Añádase a ello la docilidad de la presidenta del Congreso que, alterando una norma con una vigencia de más de 30 años según la cual eran necesarios los 3/5 de los votos para acceder a la comisión de gastos reservados, alteró ese régimen de mayorías para franquear a EH Bildu y ERC —entre otros— su presencia en esa comisión con ocasión de las escuchas del CNI —en lo que se sabe, legales, al haber sido autorizadas por el magistrado competente de la Sala Tercera del Supremo—. Todo un servicio a su partido, no a la Cámara.
Ya hay autores europeos (*) que hablan con rigor de que estamos en una era “posdemocrática” en la que se registra “fatiga de materiales” en el Estado de derecho y establecen con criterios fundamentados que las democracias han derivado en “simulativas” (sic), una nueva situación en la que se mantiene la simbología democrática, pero que, sustantivamente, no responde a una realidad que lo sea tal y como la hemos venido conociendo. La usurpación de los poderes legislativos del Congreso es, en España, un ejemplo acabado de una tendencia iliberal cada día más pronunciada.

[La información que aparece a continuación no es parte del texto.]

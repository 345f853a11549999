//! First-order band splitter used by the dual-band synthesis path.

use std::f32::consts::TAU;

/// Splits a signal into complementary low and high bands around a
/// crossover frequency.
///
/// The low band is two cascaded one-pole sections derived from a
/// first-order all-pass coefficient; the high band is the all-passed input
/// minus the low band, so the two bands always sum back to an all-passed
/// copy of the input and recombine flat in magnitude.
///
/// The filter is stateful: call [`BandSplitter::clear`] between unrelated
/// signals.
#[derive(Debug, Clone)]
pub struct BandSplitter {
    coeff: f32,
    lp_z1: f32,
    lp_z2: f32,
    ap_z1: f32,
}

impl BandSplitter {
    /// Create a splitter with its crossover at `f0norm`, the corner
    /// frequency divided by the sample rate, in `(0, 0.5)`.
    pub fn new(f0norm: f32) -> Self {
        let w = f0norm * TAU;
        let cw = w.cos();
        let coeff = if cw > f32::EPSILON {
            (w.sin() - 1.0) / cw
        } else {
            cw * -0.5
        };
        Self {
            coeff,
            lp_z1: 0.0,
            lp_z2: 0.0,
            ap_z1: 0.0,
        }
    }

    /// Reset the filter state without touching the configured corner.
    pub fn clear(&mut self) {
        self.lp_z1 = 0.0;
        self.lp_z2 = 0.0;
        self.ap_z1 = 0.0;
    }

    /// Split `input` into `low` and `high`.
    ///
    /// # Panics
    ///
    /// Panics unless all three slices have the same length.
    pub fn process(&mut self, low: &mut [f32], high: &mut [f32], input: &[f32]) {
        assert_eq!(low.len(), input.len());
        assert_eq!(high.len(), input.len());

        // Low band: two cascaded one-pole sections for a second-order
        // rolloff with unity DC gain.
        let g = self.coeff * 0.5 + 0.5;
        for (out, &x) in low.iter_mut().zip(input) {
            let d = (x - self.lp_z1) * g;
            let y = self.lp_z1 + d;
            self.lp_z1 = y + d;

            let d = (y - self.lp_z2) * g;
            let y = self.lp_z2 + d;
            self.lp_z2 = y + d;

            *out = y;
        }

        // High band: all-passed input minus the low band.
        let c = self.coeff;
        for ((out, &x), &lp) in high.iter_mut().zip(input).zip(low.iter()) {
            let d = x - c * self.ap_z1;
            let y = c * d + self.ap_z1;
            self.ap_z1 = d;

            *out = y - lp;
        }
    }
}

#[cfg(test)]
mod tests {
    use super::*;

    const F0: f32 = 400.0 / 44100.0;

    #[test]
    fn dc_goes_entirely_to_the_low_band() {
        let mut splitter = BandSplitter::new(F0);
        let input = [1.0f32; 2048];
        let mut low = [0.0f32; 2048];
        let mut high = [0.0f32; 2048];
        splitter.process(&mut low, &mut high, &input);

        assert!((low[2047] - 1.0).abs() < 1e-3);
        assert!(high[2047].abs() < 1e-3);
    }

    #[test]
    fn bands_sum_to_unit_energy_for_an_impulse() {
        let mut splitter = BandSplitter::new(F0);
        let mut input = [0.0f32; 4096];
        input[0] = 1.0;
        let mut low = [0.0f32; 4096];
        let mut high = [0.0f32; 4096];
        splitter.process(&mut low, &mut high, &input);

        // low + high is an all-passed impulse, which preserves energy.
        let energy: f32 = low.iter().zip(&high).map(|(l, h)| (l + h) * (l + h)).sum();
        assert!((energy - 1.0).abs() < 1e-3, "energy {energy}");
    }

    #[test]
    fn clear_resets_the_state() {
        let mut splitter = BandSplitter::new(F0);
        let mut input = [0.0f32; 64];
        input[0] = 1.0;

        let mut low_a = [0.0f32; 64];
        let mut high_a = [0.0f32; 64];
        splitter.process(&mut low_a, &mut high_a, &input);

        splitter.clear();
        let mut low_b = [0.0f32; 64];
        let mut high_b = [0.0f32; 64];
        splitter.process(&mut low_b, &mut high_b, &input);

        assert_eq!(low_a, low_b);
        assert_eq!(high_a, high_b);
    }
}
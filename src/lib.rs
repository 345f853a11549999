//! MinPHR (`.mhr`) HRTF dataset decoding and evaluation.
//!
//! A head-related transfer function (HRTF) dataset stores one short impulse
//! response and one propagation delay per direction on a spherical grid, and
//! lets a spatial audio engine render a source at an arbitrary elevation and
//! azimuth with binaural realism. This crate covers the data side of that
//! pipeline:
//!
//! - decoding the two MinPHR binary format versions (`"MinPHR00"` and
//!   `"MinPHR01"` magic prefixes) into validated, immutable [`Hrtf`]
//!   datasets,
//! - bilinear spherical interpolation of a continuous direction into
//!   per-ear filter coefficients and fixed-point delays
//!   ([`Hrtf::lerped_coeffs`]), allocation- and lock-free for use on the
//!   mixing thread,
//! - synthesis of a first-order ambisonic (B-format) decoding filter bank
//!   from the same grid ([`Hrtf::build_bformat`]),
//! - a mutex-guarded [`HrtfRegistry`] that deduplicates loads by filename
//!   and owns dataset lifetime.
//!
//! Applying the produced FIR coefficients (convolution) and talking to
//! audio devices are the consumer's job, not this crate's.
//!
//! ```no_run
//! use minphr::{HrtfRegistry, MAX_IR_SIZE};
//!
//! fn main() -> minphr::Result<()> {
//!     let registry = HrtfRegistry::new();
//!     let hrtf = registry.load_path("default-44100.mhr")?;
//!
//!     let mut coeffs = [[0.0f32; 2]; MAX_IR_SIZE];
//!     let mut delays = [0u32; 2];
//!     hrtf.lerped_coeffs(0.0, 0.5, 0.0, 1.0, &mut coeffs, &mut delays);
//!     Ok(())
//! }
//! ```

pub mod dataset;
pub mod decode;
pub mod error;
pub mod math;
pub mod registry;
pub mod splitter;

mod bformat;
mod grid;
mod interp;
#[cfg(test)]
mod test_util;

pub use dataset::{
    Hrtf, HRIR_LENGTH, HRTF_DELAY_BITS, HRTF_HISTORY_LENGTH, MAX_AZ_COUNT, MAX_EV_COUNT,
    MAX_IR_SIZE, MIN_AZ_COUNT, MIN_EV_COUNT, MIN_IR_SIZE, PASSTHRU_COEFF,
};
pub use decode::decode_dataset;
pub use error::{HrtfError, Result};
pub use math::{direction_angles, Vec3};
pub use registry::HrtfRegistry;
pub use splitter::BandSplitter;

(*) ‘La democracia simulativa. Nueva política tras el giro posdemocrático’, del profesor alemán Ingolfur Blühdorn, obra prologada por el catedrático español Eloy García. Este libro ha sido traducido y editado en Colombia (Editorial Temis) y debo su lectura al regalo del profesor García de un ejemplar que plantea de manera interesante y rigurosa la evolución de los sistemas democráticos convencionales.